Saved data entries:

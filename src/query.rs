//! Query snapshot types.
//!
//! A query does not execute here; the coordinator only assembles a
//! consistent snapshot of the resources a reader must visit. Sealed files
//! are included as-is; unsealed files carry their buffer's in-memory
//! points and on-disk chunk metadata captured under the close/query lock.

use crate::DataPoint;
use crate::resource::{ChunkMeta, FileResource};
use std::fmt;
use std::sync::Arc;

/// Full path of one series.
#[derive(Debug, Clone, PartialEq, Eq)]
pub struct SeriesPath {
    pub device: String,
    pub measurement: String,
}

impl SeriesPath {
    pub fn new(device: impl Into<String>, measurement: impl Into<String>) -> Self {
        Self {
            device: device.into(),
            measurement: measurement.into(),
        }
    }
}

impl fmt::Display for SeriesPath {
    fn fmt(&self, f: &mut fmt::Formatter<'_>) -> fmt::Result {
        write!(f, "{}.{}", self.device, self.measurement)
    }
}

/// Time-range predicate supplied by the caller.
pub trait TimeFilter: Send + Sync {
    /// Whether a resource spanning `[start, end]` can contain matching data.
    fn satisfy_start_end_time(&self, start: i64, end: i64) -> bool;
}

/// Inclusive time-range filter.
#[derive(Debug, Clone, Copy, PartialEq, Eq)]
pub struct TimeRange {
    pub min: i64,
    pub max: i64,
}

impl TimeRange {
    pub fn new(min: i64, max: i64) -> Self {
        Self { min, max }
    }
}

impl TimeFilter for TimeRange {
    fn satisfy_start_end_time(&self, start: i64, end: i64) -> bool {
        start <= self.max && end >= self.min
    }
}

/// Snapshot of one unsealed buffer at query time.
#[derive(Debug, Clone)]
pub struct UnsealedView {
    pub mem_points: Vec<DataPoint>,
    pub disk_chunks: Vec<ChunkMeta>,
}

/// One resource in a query snapshot.
#[derive(Clone)]
pub struct ResourceView {
    pub resource: Arc<FileResource>,
    /// Present iff the resource was unsealed at capture time.
    pub unsealed: Option<UnsealedView>,
}

impl ResourceView {
    pub fn sealed(resource: Arc<FileResource>) -> Self {
        Self {
            resource,
            unsealed: None,
        }
    }

    pub fn unsealed(resource: Arc<FileResource>, view: UnsealedView) -> Self {
        Self {
            resource,
            unsealed: Some(view),
        }
    }
}

/// The snapshot handed to the query engine: the series plus the sequential
/// and unsequential resources it must read. The lists are independent of
/// subsequent mutations.
pub struct QueryDataSource {
    pub series: SeriesPath,
    pub seq: Vec<ResourceView>,
    pub unseq: Vec<ResourceView>,
    pub data_ttl: i64,
}

impl QueryDataSource {
    pub fn new(series: SeriesPath, seq: Vec<ResourceView>, unseq: Vec<ResourceView>) -> Self {
        Self {
            series,
            seq,
            unseq,
            data_ttl: i64::MAX,
        }
    }
}

/// Registers the files a running query depends on, so a concurrent merge
/// cannot physically remove them mid-read.
pub trait FilePathsManager: Send + Sync {
    fn add_used_files_for_query(&self, query_id: u64, source: &QueryDataSource);
}
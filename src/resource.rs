//! File resources: one per data file, plus the filename grammar and the
//! chunk framing shared by the writable buffers, recovery, and merge.
//!
//! Layout: `<dataRoot>/<sgName>/<partitionId>/<systemMillis>-<version>-<mergeCount>.tsd`
//! with a serde_json `.resource` sidecar (time maps, historical versions,
//! chunk index, sealed flag) and an optional `.mods` tombstone log.

use crate::buffer::MemBuffer;
use crate::modfile::{Deletion, ModificationFile};
use crate::query::TimeFilter;
use crate::{DataPoint, Result, TsVaultError, time_partition};
use parking_lot::{Mutex, RwLock};
use serde::{Deserialize, Serialize};
use std::collections::{BTreeSet, HashMap};
use std::fs::{self, File};
use std::io::{Read, Seek, SeekFrom, Write};
use std::path::{Path, PathBuf};
use std::sync::atomic::{AtomicBool, Ordering};
use std::sync::{Arc, Weak};

pub const DATA_FILE_SUFFIX: &str = ".tsd";
pub const RESOURCE_SUFFIX: &str = ".resource";
pub const MODS_SUFFIX: &str = ".mods";
pub const TEMP_SUFFIX: &str = ".temp";
pub const MERGE_SUFFIX: &str = ".merge";

/// Parsed form of a data file name: `<systemMillis>-<version>-<mergeCount>`.
#[derive(Debug, Clone, Copy, PartialEq, Eq)]
pub struct TsFileName {
    pub time: i64,
    pub version: u64,
    pub merge_cnt: u32,
}

impl TsFileName {
    pub fn new(time: i64, version: u64, merge_cnt: u32) -> Self {
        Self {
            time,
            version,
            merge_cnt,
        }
    }

    /// Parses a file name such as `1596000000000-3-0.tsd`.
    pub fn parse(name: &str) -> Result<Self> {
        let stem = name
            .strip_suffix(DATA_FILE_SUFFIX)
            .ok_or_else(|| TsVaultError::InvalidFileName(name.to_string()))?;
        let parts: Vec<&str> = stem.split('-').collect();
        if parts.len() != 3 {
            return Err(TsVaultError::InvalidFileName(name.to_string()));
        }
        let time = parts[0]
            .parse::<i64>()
            .map_err(|_| TsVaultError::InvalidFileName(name.to_string()))?;
        let version = parts[1]
            .parse::<u64>()
            .map_err(|_| TsVaultError::InvalidFileName(name.to_string()))?;
        let merge_cnt = parts[2]
            .parse::<u32>()
            .map_err(|_| TsVaultError::InvalidFileName(name.to_string()))?;
        Ok(Self {
            time,
            version,
            merge_cnt,
        })
    }

    pub fn format(&self) -> String {
        format!(
            "{}-{}-{}{}",
            self.time, self.version, self.merge_cnt, DATA_FILE_SUFFIX
        )
    }

    /// Ordering key within one partition. Generated names share the version
    /// of a neighbor, so the time component dominates.
    pub fn cmp_key(&self) -> (i64, u64, u32) {
        (self.time, self.version, self.merge_cnt)
    }
}

/// One encoded chunk inside a data file.
#[derive(Debug, Clone, Serialize, Deserialize, PartialEq)]
pub struct ChunkPayload {
    pub device: String,
    pub measurement: String,
    pub points: Vec<DataPoint>,
}

/// Location and time span of one chunk.
#[derive(Debug, Clone, Serialize, Deserialize, PartialEq)]
pub struct ChunkMeta {
    pub device: String,
    pub measurement: String,
    pub offset: u64,
    pub len: u64,
    pub start_time: i64,
    pub end_time: i64,
    pub num_points: usize,
}

/// Appends one length-framed chunk at `offset`, returning its metadata and
/// the next write offset.
pub(crate) fn write_chunk(
    file: &mut File,
    offset: u64,
    payload: &ChunkPayload,
) -> Result<(ChunkMeta, u64)> {
    let bytes = bincode::serialize(payload)?;
    file.seek(SeekFrom::Start(offset))?;
    file.write_all(&(bytes.len() as u64).to_le_bytes())?;
    file.write_all(&bytes)?;

    let start_time = payload
        .points
        .iter()
        .map(|p| p.timestamp)
        .min()
        .unwrap_or(i64::MAX);
    let end_time = payload
        .points
        .iter()
        .map(|p| p.timestamp)
        .max()
        .unwrap_or(i64::MIN);
    let meta = ChunkMeta {
        device: payload.device.clone(),
        measurement: payload.measurement.clone(),
        offset,
        len: bytes.len() as u64,
        start_time,
        end_time,
        num_points: payload.points.len(),
    };
    Ok((meta, offset + 8 + bytes.len() as u64))
}
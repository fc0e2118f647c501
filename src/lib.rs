//! tsvault - storage-group coordinator for time-series data
//!
//! tsvault owns the on-disk and in-memory state of one logical storage group:
//! time-partitioned data files, their sidecar metadata and tombstone files,
//! and the writable buffers that feed them. It routes point and batch inserts
//! to sequential or unsequential files based on per-device flush watermarks,
//! drives asynchronous flush and close, coordinates background merges,
//! applies range deletions with crash-safe modification logging, enforces a
//! data TTL, and loads externally produced data files.

pub mod buffer;
pub mod concurrency;
pub mod config;
pub mod dirs;
pub mod error;
pub mod group;
pub mod merge;
pub mod metadata;
pub mod modfile;
pub mod query;
pub mod resource;
pub mod tracker;
pub mod version;
pub mod wal;

pub use config::{GroupConfig, MergeStrategy, SystemFlags};
pub use error::{Result, TsVaultError};
pub use group::{GroupBuilder, StorageGroup};
pub use query::{QueryDataSource, SeriesPath, TimeRange};

use serde::{Deserialize, Serialize};
use std::fmt;

/// Represents a data point, the smallest unit of time series data.
#[derive(Debug, Clone, Copy, PartialEq, Serialize, Deserialize)]
pub struct DataPoint {
    /// The actual value.
    pub value: f64,
    /// Unix timestamp in milliseconds.
    pub timestamp: i64,
}

impl DataPoint {
    /// Creates a new DataPoint.
    pub fn new(timestamp: i64, value: f64) -> Self {
        Self { timestamp, value }
    }
}

impl fmt::Display for DataPoint {
    fn fmt(&self, f: &mut fmt::Formatter<'_>) -> fmt::Result {
        write!(f, "DataPoint(ts: {}, val: {})", self.timestamp, self.value)
    }
}

/// A single-row insertion: one timestamp, one device, several measurements.
#[derive(Debug, Clone)]
pub struct Record {
    device: String,
    measurements: Vec<String>,
    timestamp: i64,
    values: Vec<f64>,
}

impl Record {
    /// Creates a new Record.
    pub fn new(
        device: impl Into<String>,
        timestamp: i64,
        measurements: Vec<String>,
        values: Vec<f64>,
    ) -> Self {
        Self {
            device: device.into(),
            measurements,
            timestamp,
            values,
        }
    }

    /// Convenience constructor for a single-measurement row.
    pub fn single(
        device: impl Into<String>,
        measurement: impl Into<String>,
        timestamp: i64,
        value: f64,
    ) -> Self {
        Self::new(device, timestamp, vec![measurement.into()], vec![value])
    }

    pub fn device(&self) -> &str {
        &self.device
    }

    pub fn measurements(&self) -> &[String] {
        &self.measurements
    }

    pub fn timestamp(&self) -> i64 {
        self.timestamp
    }

    pub fn values(&self) -> &[f64] {
        &self.values
    }
}

/// A batch insertion for a single device: sorted timestamps and a
/// column-major value block, one column per measurement.
#[derive(Debug, Clone)]
pub struct Tablet {
    device: String,
    measurements: Vec<String>,
    timestamps: Vec<i64>,
    columns: Vec<Vec<f64>>,
}

impl Tablet {
    /// Creates a new Tablet. `columns[m][row]` holds the value of
    /// measurement `m` at `timestamps[row]`.
    pub fn new(
        device: impl Into<String>,
        measurements: Vec<String>,
        timestamps: Vec<i64>,
        columns: Vec<Vec<f64>>,
    ) -> Self {
        Self {
            device: device.into(),
            measurements,
            timestamps,
            columns,
        }
    }

    pub fn device(&self) -> &str {
        &self.device
    }

    pub fn measurements(&self) -> &[String] {
        &self.measurements
    }

    pub fn timestamps(&self) -> &[i64] {
        &self.timestamps
    }

    pub fn columns(&self) -> &[Vec<f64>] {
        &self.columns
    }

    pub fn row_count(&self) -> usize {
        self.timestamps.len()
    }

    /// Value of measurement `m` at row `row`.
    pub fn value_at(&self, m: usize, row: usize) -> f64 {
        self.columns[m][row]
    }
}

/// Per-row result code for batch insertion.
#[derive(Debug, Clone, Copy, PartialEq, Eq)]
pub enum RowStatus {
    Success,
    OutOfTtl,
    InternalError,
}

/// Maps a timestamp to its time-partition id.
pub fn time_partition(timestamp: i64, partition_interval: i64) -> i64 {
    timestamp.div_euclid(partition_interval)
}

/// Current wall-clock time in milliseconds.
pub(crate) fn now_millis() -> i64 {
    use std::time::{SystemTime, UNIX_EPOCH};
    match SystemTime::now().duration_since(UNIX_EPOCH) {
        Ok(d) => d.as_millis() as i64,
        Err(e) => -(e.duration().as_millis() as i64),
    }
}

#[cfg(test)]
mod tests {
    use super::*;

    #[test]
    fn time_partition_uses_floor_division() {
        assert_eq!(time_partition(0, 1000), 0);
        assert_eq!(time_partition(999, 1000), 0);
        assert_eq!(time_partition(1000, 1000), 1);
        assert_eq!(time_partition(-1, 1000), -1);
        assert_eq!(time_partition(-1000, 1000), -1);
        assert_eq!(time_partition(-1001, 1000), -2);
    }

    #[test]
    fn tablet_exposes_column_major_values() {
        let tablet = Tablet::new(
            "d1",
            vec!["m1".into(), "m2".into()],
            vec![1, 2, 3],
            vec![vec![1.0, 2.0, 3.0], vec![10.0, 20.0, 30.0]],
        );
        assert_eq!(tablet.row_count(), 3);
        assert_eq!(tablet.value_at(0, 2), 3.0);
        assert_eq!(tablet.value_at(1, 0), 10.0);
    }
}
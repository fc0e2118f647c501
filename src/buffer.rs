//! Writable buffers: the in-memory accumulator for one (partition, kind).
//!
//! A buffer owns the memtable and the append handle of one unsealed data
//! file. Flushing encodes the memtable into chunks appended to the file;
//! sealing performs a final flush, persists the `.resource` sidecar, and
//! transitions the attached resource to closed.

use crate::modfile::Deletion;
use crate::resource::{ChunkMeta, ChunkPayload, FileResource, write_chunk};
use crate::version::VersionController;
use crate::wal::{Wal, WalRecord};
use crate::{DataPoint, Record, Result, Tablet, TsVaultError};
use parking_lot::Mutex;
use std::collections::HashMap;
use std::fs::{self, File, OpenOptions};
use std::path::PathBuf;
use std::sync::Arc;
use std::sync::atomic::{AtomicBool, AtomicUsize, Ordering};
use tracing::debug;

#[derive(Default)]
struct MemTable {
    // device -> measurement -> points in arrival order
    series: HashMap<String, HashMap<String, Vec<DataPoint>>>,
}

impl MemTable {
    fn push(&mut self, device: &str, measurement: &str, point: DataPoint) {
        self.series
            .entry(device.to_string())
            .or_default()
            .entry(measurement.to_string())
            .or_default()
            .push(point);
    }

    fn is_empty(&self) -> bool {
        self.series.is_empty()
    }
}

struct BufferState {
    memtable: MemTable,
    file: File,
    write_offset: u64,
}

/// The writable processor for one `(partition, kind)`.
pub struct MemBuffer {
    partition: i64,
    sequence: bool,
    resource: Arc<FileResource>,
    versions: Arc<VersionController>,
    wal: Arc<dyn Wal>,
    flush_threshold: usize,
    state: Mutex<BufferState>,
    flushing: AtomicBool,
    closing: AtomicBool,
    sealed: AtomicBool,
    mem_points: AtomicUsize,
}

impl MemBuffer {
    /// Creates a buffer over a fresh data file and attaches it to the
    /// resource.
    pub fn create(
        resource: Arc<FileResource>,
        versions: Arc<VersionController>,
        wal: Arc<dyn Wal>,
        flush_threshold: usize,
        sequence: bool,
    ) -> Result<Arc<Self>> {
        let path = resource.path();
        Self::build(resource, versions, wal, flush_threshold, sequence, path, 0)
    }

    /// Re-opens a buffer over a partially written file found at recovery.
    /// The file is truncated to `valid_len`, past any torn trailing chunk.
    pub fn recovered(
        resource: Arc<FileResource>,
        versions: Arc<VersionController>,
        wal: Arc<dyn Wal>,
        flush_threshold: usize,
        sequence: bool,
        valid_len: u64,
    ) -> Result<Arc<Self>> {
        let path = resource.path();
        if path.exists() {
            let file = OpenOptions::new().write(true).open(&path)?;
            file.set_len(valid_len)?;
            file.sync_all()?;
        }
        Self::build(
            resource,
            versions,
            wal,
            flush_threshold,
            sequence,
            path,
            valid_len,
        )
    }

    fn build(
        resource: Arc<FileResource>,
        versions: Arc<VersionController>,
        wal: Arc<dyn Wal>,
        flush_threshold: usize,
        sequence: bool,
        path: PathBuf,
        write_offset: u64,
    ) -> Result<Arc<Self>> {
        if let Some(parent) = path.parent() {
            fs::create_dir_all(parent)?;
        }
        let file = OpenOptions::new()
            .create(true)
            .read(true)
            .write(true)
            .open(&path)?;

        let partition = resource.partition();
        let buffer = Arc::new(Self {
            partition,
            sequence,
            resource: resource.clone(),
            versions,
            wal,
            flush_threshold,
            state: Mutex::new(BufferState {
                memtable: MemTable::default(),
                file,
                write_offset,
            }),
            flushing: AtomicBool::new(false),
            closing: AtomicBool::new(false),
            sealed: AtomicBool::new(false),
            mem_points: AtomicUsize::new(0),
        });
        resource.attach_processor(&buffer);
        Ok(buffer)
    }

    pub fn partition(&self) -> i64 {
        self.partition
    }

    pub fn is_sequence(&self) -> bool {
        self.sequence
    }

    pub fn resource(&self) -> &Arc<FileResource> {
        &self.resource
    }

    pub fn version_controller(&self) -> &Arc<VersionController> {
        &self.versions
    }

    /// Number of points currently buffered in memory.
    pub fn memtable_size(&self) -> usize {
        self.mem_points.load(Ordering::Acquire)
    }

    /// Whether the buffer has grown past its flush watermark.
    pub fn should_flush(&self) -> bool {
        self.memtable_size() >= self.flush_threshold
    }

    pub fn is_closing(&self) -> bool {
        self.closing.load(Ordering::Acquire)
    }

    pub fn set_closing(&self) {
        self.closing.store(true, Ordering::Release);
    }

    pub fn is_sealed(&self) -> bool {
        self.sealed.load(Ordering::Acquire)
    }

    /// Marks the buffer as being flushed. Returns false when another flush
    /// is already in flight.
    pub fn begin_flush(&self) -> bool {
        self.flushing
            .compare_exchange(false, true, Ordering::AcqRel, Ordering::Acquire)
            .is_ok()
    }

    pub fn end_flush(&self) {
        self.flushing.store(false, Ordering::Release);
    }

    /// Accepts one row.
    pub fn insert(&self, record: &Record) -> Result<()> {
        if record.measurements().len() != record.values().len() {
            return Err(TsVaultError::WriteProcess(format!(
                "row has {} measurements but {} values",
                record.measurements().len(),
                record.values().len()
            )));
        }
        let ts = record.timestamp();
        let device = record.device();
        for (measurement, value) in record.measurements().iter().zip(record.values()) {
            self.wal.append(&WalRecord::Insert {
                device: device.to_string(),
                measurement: measurement.clone(),
                timestamp: ts,
                value: *value,
            })?;
        }

        let mut state = self.state.lock();
        for (measurement, value) in record.measurements().iter().zip(record.values()) {
            state
                .memtable
                .push(device, measurement, DataPoint::new(ts, *value));
        }
        drop(state);
        self.mem_points
            .fetch_add(record.measurements().len(), Ordering::AcqRel);

        self.resource.update_start_time(device, ts);
        // Unsequential end times stay current; sequential ones are frozen
        // from the latest-time table when the buffer is scheduled for close.
        if !self.sequence {
            self.resource.update_end_time(device, ts);
        }
        Ok(())
    }

    /// Accepts the tablet rows in `[start, end)`. The tablet is sorted by
    /// timestamp, so the run boundaries are `timestamps[start]` and
    /// `timestamps[end - 1]`.
    pub fn insert_tablet(&self, tablet: &Tablet, start: usize, end: usize) -> Result<()> {
        if start >= end {
            return Ok(());
        }
        let device = tablet.device();
        for row in start..end {
            let ts = tablet.timestamps()[row];
            for (m, measurement) in tablet.measurements().iter().enumerate() {
                self.wal.append(&WalRecord::Insert {
                    device: device.to_string(),
                    measurement: measurement.clone(),
                    timestamp: ts,
                    value: tablet.value_at(m, row),
                })?;
            }
        }

        let mut inserted = 0usize;
        let mut state = self.state.lock();
        for row in start..end {
            let ts = tablet.timestamps()[row];
            for (m, measurement) in tablet.measurements().iter().enumerate() {
                let value = tablet.value_at(m, row);
                state
                    .memtable
                    .push(device, measurement, DataPoint::new(ts, value));
                inserted += 1;
            }
        }
        drop(state);
        self.mem_points.fetch_add(inserted, Ordering::AcqRel);

        self.resource
            .update_start_time(device, tablet.timestamps()[start]);
        if !self.sequence {
            self.resource
                .update_end_time(device, tablet.timestamps()[end - 1]);
        }
        Ok(())
    }

    /// Appends a deletion record to this buffer's log node.
    pub fn log_deletion(&self, device: &str, measurement: &str, end_time: i64) -> Result<()> {
        self.wal.append(&WalRecord::Delete {
            device: device.to_string(),
            measurement: measurement.to_string(),
            end_time,
        })
    }

    /// Removes matching points from the memtable.
    pub fn delete_in_memory(&self, deletion: &Deletion) {
        let mut state = self.state.lock();
        let mut removed = 0usize;
        if let Some(measurements) = state.memtable.series.get_mut(deletion.device()) {
            if let Some(points) = measurements.get_mut(deletion.measurement()) {
                let before = points.len();
                points.retain(|p| p.timestamp > deletion.end_time());
                removed = before - points.len();
            }
        }
        drop(state);
        if removed > 0 {
            self.mem_points.fetch_sub(removed, Ordering::AcqRel);
        }
    }

    /// Encodes the memtable into chunks appended to the data file. Returns
    /// whether anything was written.
    pub fn flush_memtable(&self) -> Result<bool> {
        let mut state = self.state.lock();
        if state.memtable.is_empty() {
            return Ok(false);
        }
        let memtable = std::mem::take(&mut state.memtable);
        // One version per flushed memtable keeps chunk batches and
        // deletions totally ordered within the partition.
        let flush_version = self.versions.next_version()?;

        let mut metas: Vec<ChunkMeta> = Vec::new();
        let mut flushed = 0usize;
        for (device, measurements) in memtable.series {
            for (measurement, mut points) in measurements {
                points.sort_by_key(|p| p.timestamp);
                flushed += points.len();
                let payload = ChunkPayload {
                    device: device.clone(),
                    measurement,
                    points,
                };
                let offset = state.write_offset;
                let (meta, next) = write_chunk(&mut state.file, offset, &payload)?;
                state.write_offset = next;
                metas.push(meta);
            }
        }
        state.file.sync_data()?;
        drop(state);

        debug!(
            partition = self.partition,
            version = flush_version,
            chunks = metas.len(),
            points = flushed,
            "flushed memtable"
        );
        self.resource.add_chunks(metas);
        self.mem_points.fetch_sub(flushed, Ordering::AcqRel);
        Ok(true)
    }

    /// Final flush, sidecar persistence, and the unsealed -> sealed
    /// transition.
    pub fn seal(&self) -> Result<()> {
        self.flush_memtable()?;
        {
            let state = self.state.lock();
            state.file.sync_all()?;
        }
        self.resource.set_closed(true);
        self.resource.write_resource_file()?;
        self.wal.remove()?;
        self.sealed.store(true, Ordering::Release);
        self.resource.detach_processor();
        Ok(())
    }

    /// Snapshot for an unsealed query: in-memory points of the series plus
    /// the chunk metadata already on disk.
    pub fn query(&self, device: &str, measurement: &str) -> (Vec<DataPoint>, Vec<ChunkMeta>) {
        let state = self.state.lock();
        let mut mem: Vec<DataPoint> = state
            .memtable
            .series
            .get(device)
            .and_then(|m| m.get(measurement))
            .cloned()
            .unwrap_or_default();
        drop(state);
        mem.sort_by_key(|p| p.timestamp);

        let disk = self
            .resource
            .chunks()
            .into_iter()
            .filter(|c| c.device == device && c.measurement == measurement)
            .collect();
        (mem, disk)
    }
}

#[cfg(test)]
mod tests {
    use super::*;
    use crate::wal::NopWal;
    use std::fs;
    use tempfile::TempDir;

    fn new_buffer(dir: &TempDir, sequence: bool) -> Arc<MemBuffer> {
        let pdir = dir.path().join("data").join("0");
        fs::create_dir_all(&pdir).unwrap();
        let resource = FileResource::new(pdir.join("1-1-0.tsd")).unwrap();
        resource.add_historical_versions([1]);
        let versions = Arc::new(VersionController::open(&dir.path().join("sys"), 0).unwrap());
        MemBuffer::create(resource, versions, Arc::new(NopWal), 4, sequence).unwrap()
    }

    #[test]
    fn insert_then_flush_then_seal_round_trips() {
        let dir = TempDir::new().unwrap();
        let buffer = new_buffer(&dir, true);

        buffer
            .insert(&Record::single("d1", "m1", 10, 1.0))
            .unwrap();
        buffer
            .insert(&Record::single("d1", "m1", 20, 2.0))
            .unwrap();
        assert_eq!(buffer.memtable_size(), 2);
        assert!(!buffer.should_flush());

        assert!(buffer.flush_memtable().unwrap());
        assert_eq!(buffer.memtable_size(), 0);

        buffer.resource().force_end_time("d1", 20);
        buffer.seal().unwrap();
        assert!(buffer.resource().is_closed());

        let points = buffer.resource().read_points("d1", "m1").unwrap();
        assert_eq!(points, vec![DataPoint::new(10, 1.0), DataPoint::new(20, 2.0)]);
    }

    #[test]
    fn unsequential_buffer_keeps_end_times_current() {
        let dir = TempDir::new().unwrap();
        let buffer = new_buffer(&dir, false);
        buffer.insert(&Record::single("d1", "m1", 5, 3.0)).unwrap();
        assert_eq!(buffer.resource().end_time("d1"), Some(5));
        buffer.insert(&Record::single("d1", "m1", 3, 4.0)).unwrap();
        assert_eq!(buffer.resource().end_time("d1"), Some(5));
    }

    #[test]
    fn delete_in_memory_drops_matching_points() {
        let dir = TempDir::new().unwrap();
        let buffer = new_buffer(&dir, true);
        buffer.insert(&Record::single("d1", "m1", 10, 1.0)).unwrap();
        buffer.insert(&Record::single("d1", "m1", 20, 2.0)).unwrap();
        buffer.insert(&Record::single("d1", "m2", 15, 9.0)).unwrap();

        buffer.delete_in_memory(&Deletion::new("d1", "m1", 1, 15));

        let (mem, _) = buffer.query("d1", "m1");
        assert_eq!(mem, vec![DataPoint::new(20, 2.0)]);
        let (other, _) = buffer.query("d1", "m2");
        assert_eq!(other.len(), 1);
        assert_eq!(buffer.memtable_size(), 2);
    }

    #[test]
    fn query_returns_memory_and_disk_sides() {
        let dir = TempDir::new().unwrap();
        let buffer = new_buffer(&dir, true);
        buffer.insert(&Record::single("d1", "m1", 10, 1.0)).unwrap();
        buffer.flush_memtable().unwrap();
        buffer.insert(&Record::single("d1", "m1", 30, 3.0)).unwrap();

        let (mem, disk) = buffer.query("d1", "m1");
        assert_eq!(mem, vec![DataPoint::new(30, 3.0)]);
        assert_eq!(disk.len(), 1);
        assert_eq!(disk[0].num_points, 1);
    }

    #[test]
    fn begin_flush_is_exclusive() {
        let dir = TempDir::new().unwrap();
        let buffer = new_buffer(&dir, true);
        assert!(buffer.begin_flush());
        assert!(!buffer.begin_flush());
        buffer.end_flush();
        assert!(buffer.begin_flush());
    }
}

(About this exercise) There is a line with "let end_time = payload" and a line with "to sequential or" above. Copy exactly those two lines and all lines between them, with nothing else.

(Response below)
    let end_time = payload
        .points
        .iter()
        .map(|p| p.timestamp)
        .max()
        .unwrap_or(i64::MIN);
    let meta = ChunkMeta {
        device: payload.device.clone(),
        measurement: payload.measurement.clone(),
        offset,
        len: bytes.len() as u64,
        start_time,
        end_time,
        num_points: payload.points.len(),
    };
    Ok((meta, offset + 8 + bytes.len() as u64))
}
repository fc0e2118f647c501
filename src/lib.rs
//! tsvault - storage-group coordinator for time-series data
//!
//! tsvault owns the on-disk and in-memory state of one logical storage group:
//! time-partitioned data files, their sidecar metadata and tombstone files,
//! and the writable buffers that feed them. It routes point and batch inserts
//! to sequential or unsequential files based on per-device flush watermarks,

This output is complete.